March 1, 2010 at 3:33 PM | by Omri | 0 Comments

The Internet works in strange and wonderful ways. In 2006, Bill Schneier posted a travel hack on his security blog, musing that photographers who check expensive camera lenses can put empty guns or starter pistols in their luggage to secure their equipment. Since TSA classifies them as firearms they trigger a bevy of special screenings and tracking. The trick was picked up last January by productivity uber-blog Lifehacker, and from there spread across the blogosphere and even into legacy media. Over the weekend it landed in our Twitter inbox with a "verify this" request, and here we are.

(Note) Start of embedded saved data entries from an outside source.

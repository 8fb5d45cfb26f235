//! Supporting evidence recorded alongside the sub-scores.
//!
//! Each signal source owns its own details type. They stay separate while the
//! result moves through the engine and the cache, and are merged into one
//! flat JSON object only by [`AuditDetails::to_wire`].

use serde::{Deserialize, Serialize};
use serde_json::{Map, Value};

/// Tag field used by the per-source enums in their stored form.
const OUTCOME_TAG: &str = "outcome";

/// Timing and category numbers reported by the performance API.
#[derive(Debug, Clone, PartialEq, Eq, Serialize, Deserialize)]
#[serde(rename_all = "camelCase")]
pub struct LighthouseMetrics {
    pub lighthouse_performance: u8,
    /// Mobile score before the floor of 10 is applied.
    pub lighthouse_mobile: u8,
    pub first_contentful_paint: String,
    pub largest_contentful_paint: String,
    pub speed_index: String,
    pub total_blocking_time: String,
    pub cumulative_layout_shift: String,
}

#[derive(Debug, Clone, PartialEq, Eq, Serialize, Deserialize)]
#[serde(tag = "outcome", rename_all = "snake_case")]
pub enum PerformanceDetails {
    Measured(LighthouseMetrics),
    /// Fell back to fixed scores; the note says why.
    Degraded {
        #[serde(rename = "pageSpeedError")]
        page_speed_error: String,
    },
}

impl PerformanceDetails {
    pub fn degraded(reason: impl Into<String>) -> Self {
        Self::Degraded { page_speed_error: reason.into() }
    }

    pub fn is_degraded(&self) -> bool {
        matches!(self, Self::Degraded { .. })
    }
}

/// Which of the five key page categories a site links to.
#[derive(Debug, Clone, Copy, Default, PartialEq, Eq, Serialize, Deserialize)]
pub struct KeyPages {
    pub about: bool,
    pub contact: bool,
    pub services: bool,
    pub hours: bool,
    pub booking: bool,
}

impl KeyPages {
    pub fn found(&self) -> usize {
        [self.about, self.contact, self.services, self.hours, self.booking]
            .into_iter()
            .filter(|found| *found)
            .count()
    }
}

#[derive(Debug, Clone, Copy, Default, PartialEq, Eq, Serialize, Deserialize)]
#[serde(rename_all = "camelCase")]
pub struct DesignSignals {
    pub has_viewport: bool,
    pub has_responsive_images: bool,
    pub no_flash: bool,
    #[serde(rename = "modernCSS")]
    pub modern_css: bool,
}

impl DesignSignals {
    pub fn present(&self) -> usize {
        [self.has_viewport, self.has_responsive_images, self.no_flash, self.modern_css]
            .into_iter()
            .filter(|signal| *signal)
            .count()
    }
}

#[derive(Debug, Clone, Copy, Default, PartialEq, Eq, Serialize, Deserialize)]
#[serde(rename_all = "camelCase")]
pub struct SeoChecks {
    pub has_title: bool,
    pub has_meta_description: bool,
    #[serde(rename = "hasH1")]
    pub has_h1: bool,
    pub has_alt_text: bool,
}

impl SeoChecks {
    pub fn passed(&self) -> usize {
        [self.has_title, self.has_meta_description, self.has_h1, self.has_alt_text]
            .into_iter()
            .filter(|check| *check)
            .count()
    }
}

/// Evidence gathered from a page that was fetched and parsed.
#[derive(Debug, Clone, PartialEq, Eq, Serialize, Deserialize)]
#[serde(rename_all = "camelCase")]
pub struct PageEvidence {
    pub http_status: u16,
    pub final_url: String,
    #[serde(rename = "hasSSL")]
    pub has_ssl: bool,
    pub total_images: usize,
    pub broken_images: usize,
    pub key_pages: KeyPages,
    pub modern_design: DesignSignals,
    pub seo: SeoChecks,
    #[serde(default)]
    pub page_title: Option<String>,
}

#[derive(Debug, Clone, PartialEq, Eq, Serialize, Deserialize)]
#[serde(tag = "outcome", rename_all = "snake_case")]
pub enum PageDetails {
    Fetched(PageEvidence),
    Unreachable {
        #[serde(rename = "fetchError")]
        fetch_error: String,
    },
}

impl PageDetails {
    pub fn unreachable(reason: impl Into<String>) -> Self {
        Self::Unreachable { fetch_error: reason.into() }
    }

    pub fn is_degraded(&self) -> bool {
        matches!(self, Self::Unreachable { .. })
    }
}

/// Contact details scraped from a business website.
#[derive(Debug, Clone, Default, PartialEq, Eq, Serialize, Deserialize)]
#[serde(rename_all = "camelCase")]
pub struct ContactInfo {
    pub email: Option<String>,
    pub owner_name: Option<String>,
    pub facebook: Option<String>,
    pub instagram: Option<String>,
}

impl ContactInfo {
    /// True once both email and owner name are known.
    pub fn is_complete(&self) -> bool {
        self.email.is_some() && self.owner_name.is_some()
    }
}

#[derive(Debug, Clone, Default, PartialEq, Serialize, Deserialize)]
pub struct AuditDetails {
    #[serde(default, skip_serializing_if = "Option::is_none")]
    pub performance: Option<PerformanceDetails>,
    #[serde(default, skip_serializing_if = "Option::is_none")]
    pub page: Option<PageDetails>,
    #[serde(default, skip_serializing_if = "Option::is_none")]
    pub contact: Option<ContactInfo>,
    #[serde(default, skip_serializing_if = "Option::is_none")]
    pub message: Option<String>,
    #[serde(default, skip_serializing_if = "Option::is_none")]
    pub error: Option<String>,
}

impl AuditDetails {
    /// True when either signal source fell back to fixed defaults.
    pub fn is_degraded(&self) -> bool {
        self.performance.as_ref().is_some_and(PerformanceDetails::is_degraded)
            || self.page.as_ref().is_some_and(PageDetails::is_degraded)
    }

    /// Flatten into the single JSON object consumers expect.
    pub fn to_wire(&self) -> Map<String, Value> {
        let mut map = Map::new();
        if let Some(performance) = &self.performance {
            merge_untagged(&mut map, performance);
        }
        if let Some(page) = &self.page {
            merge_untagged(&mut map, page);
        }
        if let Some(contact) = &self.contact
            && let Ok(value) = serde_json::to_value(contact)
        {
            map.insert("contact".into(), value);
        }
        if let Some(message) = &self.message {
            map.insert("message".into(), Value::String(message.clone()));
        }
        if let Some(error) = &self.error {
            map.insert("error".into(), Value::String(error.clone()));
        }
        map
    }
}

fn merge_untagged<T: Serialize>(map: &mut Map<String, Value>, value: &T) {
    if let Ok(Value::Object(fields)) = serde_json::to_value(value) {
        map.extend(fields.into_iter().filter(|(key, _)| key != OUTCOME_TAG));
    }
}

#[cfg(test)]
mod tests {
    use super::*;

    fn evidence() -> PageEvidence {
        PageEvidence {
            http_status: 200,
            final_url: "https://example.com/".into(),
            has_ssl: true,
            total_images: 2,
            broken_images: 0,
            key_pages: KeyPages { about: true, contact: true, ..Default::default() },
            modern_design: DesignSignals { has_viewport: true, no_flash: true, ..Default::default() },
            seo: SeoChecks { has_title: true, ..Default::default() },
            page_title: Some("Joe's Diner".into()),
        }
    }

    #[test]
    fn test_counts() {
        let evidence = evidence();
        assert_eq!(evidence.key_pages.found(), 2);
        assert_eq!(evidence.modern_design.present(), 2);
        assert_eq!(evidence.seo.passed(), 1);
    }

    #[test]
    fn test_to_wire_merges_sources() {
        let details = AuditDetails {
            performance: Some(PerformanceDetails::degraded("API returned 500")),
            page: Some(PageDetails::Fetched(evidence())),
            ..Default::default()
        };

        let wire = details.to_wire();
        assert_eq!(wire["pageSpeedError"], "API returned 500");
        assert_eq!(wire["httpStatus"], 200);
        assert_eq!(wire["hasSSL"], true);
        assert_eq!(wire["pageTitle"], "Joe's Diner");
        assert_eq!(wire["keyPages"]["about"], true);
        assert_eq!(wire["modernDesign"]["modernCSS"], false);
        assert_eq!(wire["seo"]["hasH1"], false);
        assert!(!wire.contains_key(OUTCOME_TAG));
    }

    #[test]
    fn test_stored_form_round_trips() {
        let details = AuditDetails {
            performance: Some(PerformanceDetails::Measured(LighthouseMetrics {
                lighthouse_performance: 88,
                lighthouse_mobile: 5,
                first_contentful_paint: "1.2 s".into(),
                largest_contentful_paint: "2.0 s".into(),
                speed_index: "1.9 s".into(),
                total_blocking_time: "40 ms".into(),
                cumulative_layout_shift: "0.01".into(),
            })),
            page: Some(PageDetails::unreachable("connection refused")),
            ..Default::default()
        };

        let json = serde_json::to_string(&details).unwrap();
        let back: AuditDetails = serde_json::from_str(&json).unwrap();
        assert_eq!(back, details);
        assert!(back.is_degraded());
    }

    #[test]
    fn test_contact_complete() {
        let mut contact = ContactInfo { email: Some("joe@diner.com".into()), ..Default::default() };
        assert!(!contact.is_complete());
        contact.owner_name = Some("Joe Smith".into());
        assert!(contact.is_complete());
    }
}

Does this work? Absolutely. When you check luggage at the counter you're asked to declare if you have a firearm. If you indicate that you do, a TSA agent is called over to flag your baggage, hand-screen it, and confirm that the firearm is packed correctly. That means, minimally: unloaded, kept in a separate hard case, and secured by an unbreakable lock. The upshot is two-fold. Flagged luggage is extra-tracked to the point where Schneier says the risk of loss is "virtually zero." In the meantime, since your bags have already been screened, you're entitled to lock them and TSA has to contact you before breaking the locks.

So can you do this? Sure. Should you do it? Highly questionable...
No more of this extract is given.